Two notable actions occurred on Saturday 4th June 2016:
1, Fran and Tom married.
2. I met Vivien for the first time.
The year-long build up to the ceremony had run in parallel with Tom's PhD deadline. Now both have passed. My mother once showed me that when she left work to be married in 1935 an elderly Polish colleague had written in her autograph album "This too, will pass". A strange wedding blessing, but one that she clung to through all the ups and downs of her life - the war, the birth of six children and the loss of two, the unexpected terminal illness of my father and the myriad trials set by we four remaining children.
Tom did not relish the prospect of a religious ceremony as he thinks of himself as aestheist, but he entered into the process with integrity, declaring his concerns from the start. He said that he could not stand up and say words he did not believe, but it seems there was no need for anxiety. The marriage service was surprisingly simple, recently revised and beautifully choreographed by a smiling Catholic priest.

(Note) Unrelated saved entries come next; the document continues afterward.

// Copyright (c) 2025-2026 Adrian Robinson. Licensed under the AGPL-3.0.
// See LICENSE file in the project root for full license text.

//! Dynamic operation resolution.
//!
//! Callers that receive operation names at runtime (query-string DSLs,
//! saved searches) resolve them through a fixed-priority chain:
//!
//! 1. core builder vocabulary (`order`, `limit`, `with`, ...)
//! 2. sequence delegation (`to_a`, `first`, `count`, ...), which
//!    populates the criteria if it has not run yet
//! 3. the named-scope registry of the bound type (or an explicitly
//!    attached one), whose body runs against a fresh criteria bound to
//!    the same type and is merged into the receiver
//! 4. otherwise an unknown-operation error
//!
//! # Example
//!
//! ```
//! use search_criteria::{Criteria, Resolved};
//! use search_criteria::schema::DomainType;
//!
//! # tokio_test::block_on(async {
//! let offer = DomainType::builder("Offer")
//!     .scope("recent", |c, _| c.order("created_at desc"))
//!     .build();
//!
//! let criteria = Criteria::bound(offer);
//! match criteria.resolve("recent", &[]).await.unwrap() {
//!     Resolved::Criteria(c) => {
//!         assert_eq!(c.search_options().order.as_deref(), Some("created_at desc"));
//!     }
//!     _ => unreachable!(),
//! }
//! # });
//! ```

use serde_json::Value;

use super::{Criteria, FilterValue};
use crate::collection::Document;
use crate::error::{EngineError, Result};

/// Outcome of a dynamically resolved operation.
#[derive(Debug)]
pub enum Resolved {
    /// A builder operation or named scope: the mutated criteria.
    Criteria(Criteria),
    /// A counting sequence operation.
    Count(u64),
    /// A single-document sequence operation.
    Document(Option<Document>),
    /// A full-sequence operation.
    Documents(Vec<Document>),
}

impl Criteria {
    /// Resolve an operation name through the fallback chain described in
    /// the module docs. Consumes the criteria; builder outcomes hand it
    /// back inside [`Resolved::Criteria`].
    pub async fn resolve(mut self, name: &str, args: &[Value]) -> Result<Resolved> {
        // 1. Core vocabulary
        self = match self.try_vocabulary(name, args)? {
            Ok(resolved) => return Ok(Resolved::Criteria(resolved)),
            Err(unchanged) => unchanged,
        };

        // 2. Sequence delegation
        match name {
            "to_a" | "all" => {
                let docs = self.to_a().await?.to_vec();
                return Ok(Resolved::Documents(docs));
            }
            "first" => {
                let first = self.first().await?;
                return Ok(Resolved::Document(first));
            }
            "count" | "size" | "length" => {
                let count = self.count().await? as u64;
                return Ok(Resolved::Count(count));
            }
            "total_entries" => {
                let total = self.total_entries().await?;
                return Ok(Resolved::Count(total));
            }
            _ => {}
        }

        // 3. Named-scope registry
        let registry = self
            .search_options()
            .named_scope_class
            .clone()
            .or_else(|| self.bound_type().cloned());
        if let Some(domain_type) = registry {
            if let Some(body) = domain_type.scope(name) {
                let fresh = Criteria::bound(domain_type.clone());
                let returned = body(fresh, args);
                return Ok(Resolved::Criteria(self.merge(returned)));
            }
        }

        // 4. Nothing matched
        Err(EngineError::UnknownOperation(name.to_string()))
    }

    /// Dispatch a vocabulary name; `Err(self)` means "not vocabulary".
    #[allow(clippy::result_large_err)]
    fn try_vocabulary(
        self,
        name: &str,
        args: &[Value],
    ) -> Result<std::result::Result<Criteria, Criteria>> {
        let criteria = match name {
            "order" => self.order(string_arg(name, args)?),
            "limit" => self.limit(u64_arg(name, args)?),
            "group_by" => self.group_by(string_arg(name, args)?),
            "search" => {
                let mut criteria = self;
                for term in args {
                    criteria = criteria.search(coerce_string(term));
                }
                criteria
            }
            "select" => self.select(string_list_args(args)),
            "facet_fields" => self.facet_fields(string_list_args(args)),
            "for_types" => self.for_types(string_list_args(args)),
            "with" => {
                let entries = object_arg(name, args)?;
                let mut criteria = self;
                for (key, value) in entries {
                    criteria = criteria.with(key.as_str(), FilterValue::from(value));
                }
                criteria
            }
            "without" => {
                let entries = object_arg(name, args)?;
                let mut criteria = self;
                for (key, value) in entries {
                    criteria = criteria.without(key.as_str(), FilterValue::from(value));
                }
                criteria
            }
            "conditions" => {
                let entries = object_arg(name, args)?;
                let mut criteria = self;
                for (key, value) in entries {
                    criteria = criteria.conditions(key.as_str(), FilterValue::from(value));
                }
                criteria
            }
            "paginate" => {
                let entries = object_arg(name, args)?;
                let page = entries.get("page").and_then(Value::as_u64);
                let per_page = entries.get("per_page").and_then(Value::as_u64);
                self.paginate(page, per_page)
            }
            "options" => self.options(object_arg(name, args)?),
            _ => return Ok(Err(self)),
        };
        Ok(Ok(criteria))
    }
}

fn coerce_string(value: &Value) -> String {
    match value {
        Value::String(s) => s.clone(),
        other => other.to_string(),
    }
}

fn string_arg(name: &str, args: &[Value]) -> Result<String> {
    args.first()
        .map(coerce_string)
        .ok_or_else(|| EngineError::Configuration(format!("operation {name} expects an argument")))
}

fn u64_arg(name: &str, args: &[Value]) -> Result<u64> {
    args.first().and_then(Value::as_u64).ok_or_else(|| {
        EngineError::Configuration(format!("operation {name} expects a numeric argument"))
    })
}

fn object_arg(name: &str, args: &[Value]) -> Result<serde_json::Map<String, Value>> {
    match args.first() {
        Some(Value::Object(map)) => Ok(map.clone()),
        _ => Err(EngineError::Configuration(format!(
            "operation {name} expects an object argument"
        ))),
    }
}

fn string_list_args(args: &[Value]) -> Vec<String> {
    args.iter()
        .flat_map(|arg| match arg {
            Value::Array(items) => items.iter().map(coerce_string).collect::<Vec<_>>(),
            other => vec![coerce_string(other)],
        })
        .collect()
}

#[cfg(test)]
mod tests {
    use super::*;
    use crate::schema::DomainType;
    use serde_json::json;

    #[tokio::test]
    async fn test_vocabulary_resolution() {
        let resolved = Criteria::new()
            .resolve("order", &[json!("popularity desc")])
            .await
            .unwrap();
        match resolved {
            Resolved::Criteria(criteria) => {
                assert_eq!(
                    criteria.search_options().order.as_deref(),
                    Some("popularity desc")
                );
            }
            other => panic!("expected criteria, got {other:?}"),
        }
    }

    #[tokio::test]
    async fn test_with_object_argument() {
        let resolved = Criteria::new()
            .resolve("with", &[json!({"enabled": true, "user_id": 1})])
            .await
            .unwrap();
        match resolved {
            Resolved::Criteria(criteria) => assert_eq!(criteria.filters().with.len(), 2),
            other => panic!("expected criteria, got {other:?}"),
        }
    }

    #[tokio::test]
    async fn test_named_scope_merges_into_receiver() {
        let offer = DomainType::builder("Offer")
            .scope("for_user", |c, args| {
                let id = args.first().and_then(Value::as_i64).unwrap_or_default();
                c.with("user_id", id)
            })
            .build();

        let resolved = Criteria::bound(offer)
            .order("title asc")
            .resolve("for_user", &[json!(7)])
            .await
            .unwrap();

        match resolved {
            Resolved::Criteria(criteria) => {
                assert_eq!(criteria.search_options().order.as_deref(), Some("title asc"));
                assert_eq!(criteria.filters().with.len(), 1);
            }
            other => panic!("expected criteria, got {other:?}"),
        }
    }

    #[tokio::test]
    async fn test_unknown_operation_error() {
        let err = Criteria::new().resolve("rgne", &[]).await.unwrap_err();
        assert!(matches!(err, EngineError::UnknownOperation(name) if name == "rgne"));
    }

    #[tokio::test]
    async fn test_unregistered_scope_on_bound_type_errors() {
        let offer = DomainType::builder("Offer").build();
        let err = Criteria::bound(offer).resolve("recent", &[]).await.unwrap_err();
        assert!(matches!(err, EngineError::UnknownOperation(_)));
    }

    #[tokio::test]
    async fn test_bad_argument_shape_is_configuration_error() {
        let err = Criteria::new().resolve("with", &[json!(1)]).await.unwrap_err();
        assert!(matches!(err, EngineError::Configuration(_)));
    }
}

Words rang true, voices sang strong and Tom's own music resounded from the church organ sending tingles down my spine. Such powerful uplifting music composed by my first born, once the tiny fragile premature baby I was so scared would fall ill, who nearly drowned when I dropped him in the sea, whom I nearly ran over when he pedalled behind my car as I was reversing. And now I saw a man, his university work complete and a new life ahead with a beautiful wife who spoke her vows clearly and earnestly. I am so looking forward to seeing the rest of the story unfold.
If Tom and Fran had not married, I would not have met Vivien. For eight years I have had to imagine her, snatching at shady clues dropped in passing references. And now I have sat and made polite conversation and I don't need to imagine any more. It is so lovely to see Rosy with her dad and we were all pleased to see him again and I hope I will see them both again from time to time.
Steve came too so there was a perfect symmetry. I feel a relief that another milestone has been passed and a bridge has been crossed.
And now that I am a mother-in-law as well as a granny I feel really free. My shoulders feel light so I can play and have fun. There will be trials ahead no doubt, but those too will pass. Oh lucky me. I am so alive.